Star polygons and polygonal compounds are the basis for numerous figures of significance in arts and culture. The figure may be the border or interior of the polygon, or one or more closed polygonal paths that include all of the border and also have some legs crossing the interior. The name is derived from the polygon's similarity to the diffraction spikes of astronomical stars, but specific uses may exploit the connection or not. Stars often represent the unity of states within a country when they are used as a part of the flag.

Emblematic use

In heraldry, a mullet is a star with straight arms and typically five points. A star with wavy rather than straight rays is called an estoile. The mullet, used as an heraldic charge, is the ensign of knightly rank, and every order of knighthood incorporates this symbol in some way. It has traditionally been used in British heraldry as a mark of cadency for the third son.
In Christian art, St. Bruno bears a star on his breast; Saint Dominic, Saint Humbert and Saint Peter of Alcantara have a star on their head or forehead.
The star with six (or less commonly five, sometimes seven) points is associated with law enforcement in the United States, and forms the basis of the sheriff's badge.

Five-pointed stars

The five-pointed star, if drawn with points of equal length and angles of 36° at each point, is sometimes termed a golden five pointed star. If the colinear edges are joined, a pentagram is produced, which is the simplest of the unicursal star polygons, and a symbol of mystical and magical significance.
The golden five-pointed star is a very common ideogram in the western world, and has particularly strong associations with military power and war. Many communist countries (such as China and Vietnam) and symbols (the hammer and sickle) also incorporate five-pointed stars.

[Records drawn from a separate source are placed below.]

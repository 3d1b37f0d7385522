//! Binary search over monotone predicates.
//!
//! "Find the first index where this starts being true" comes up whenever a
//! puzzle asks how many steps it takes before something breaks: the
//! predicate is expensive (re-run a simulation) but monotone, so bisecting
//! the index window beats scanning it.

use crate::error::RangeError;

/// The midpoint of `[start, end]`, rounded towards negative infinity.
///
/// # Errors
///
/// [`RangeError::InvalidWindow`] if `start > end`.
///
/// ```
/// use gridwalk_range::binary_midpoint;
///
/// assert_eq!(binary_midpoint(0, 9).unwrap(), 4);
/// assert_eq!(binary_midpoint(-3, -2).unwrap(), -3);
/// assert!(binary_midpoint(5, 4).is_err());
/// ```
pub fn binary_midpoint(start: i64, end: i64) -> Result<i64, RangeError> {
    if start > end {
        return Err(RangeError::InvalidWindow { start, end });
    }
    let mid = (i128::from(start) + i128::from(end)).div_euclid(2);
    // The midpoint of two i64 values is an i64.
    Ok(mid as i64)
}

/// The first index in `[lower, upper]` where `predicate` is true.
///
/// `predicate` must be monotone over the window: false up to some index,
/// true from there on. Returns `Ok(None)` when it is never true.
///
/// # Errors
///
/// [`RangeError::InvalidWindow`] if `lower > upper`.
///
/// ```
/// use gridwalk_range::find_transition;
///
/// // First n with n * n >= 2000.
/// assert_eq!(find_transition(0, 1000, |n| n * n >= 2000).unwrap(), Some(45));
/// assert_eq!(find_transition(0, 10, |_| false).unwrap(), None);
/// ```
pub fn find_transition(
    lower: i64,
    upper: i64,
    mut predicate: impl FnMut(i64) -> bool,
) -> Result<Option<i64>, RangeError> {
    if lower > upper {
        return Err(RangeError::InvalidWindow {
            start: lower,
            end: upper,
        });
    }

    let (mut start, mut end) = (lower, upper);
    let mut transition = None;
    while start <= end {
        let mid = binary_midpoint(start, end)?;
        if predicate(mid) {
            transition = Some(mid);
            match mid.checked_sub(1) {
                Some(next) => end = next,
                None => break,
            }
        } else {
            match mid.checked_add(1) {
                Some(next) => start = next,
                None => break,
            }
        }
    }
    Ok(transition)
}

/// Index of the first `true` in a slice that is all `false` then all `true`.
///
/// ```
/// use gridwalk_range::first_true;
///
/// assert_eq!(first_true(&[false, false, true, true]), Some(2));
/// assert_eq!(first_true(&[false, false]), None);
/// assert_eq!(first_true(&[]), None);
/// ```
pub fn first_true(flags: &[bool]) -> Option<usize> {
    let index = flags.partition_point(|&flag| !flag);
    (index < flags.len()).then_some(index)
}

The five-pointed star appears in the flags of 35 countries, and also appears commonly in the heraldry of the United States, and stands in contrast to the vexillologically rarer seven-pointed star.

The five-pointed star occurs in conjunction with a crescent in the flags of several countries to symbolize Islam, appearing for example as part of the symbol of the Ottoman Empire.

In philately, the five-pointed star signifies stamps that have not been postmarked.

The five-pointed star is used as the symbol of the People Nation alliance of gangs from Chicago. Blood gangs who originated from New York, known as the United Blood Nation, also use this as a symbol as they have emulated the People Nation alliance.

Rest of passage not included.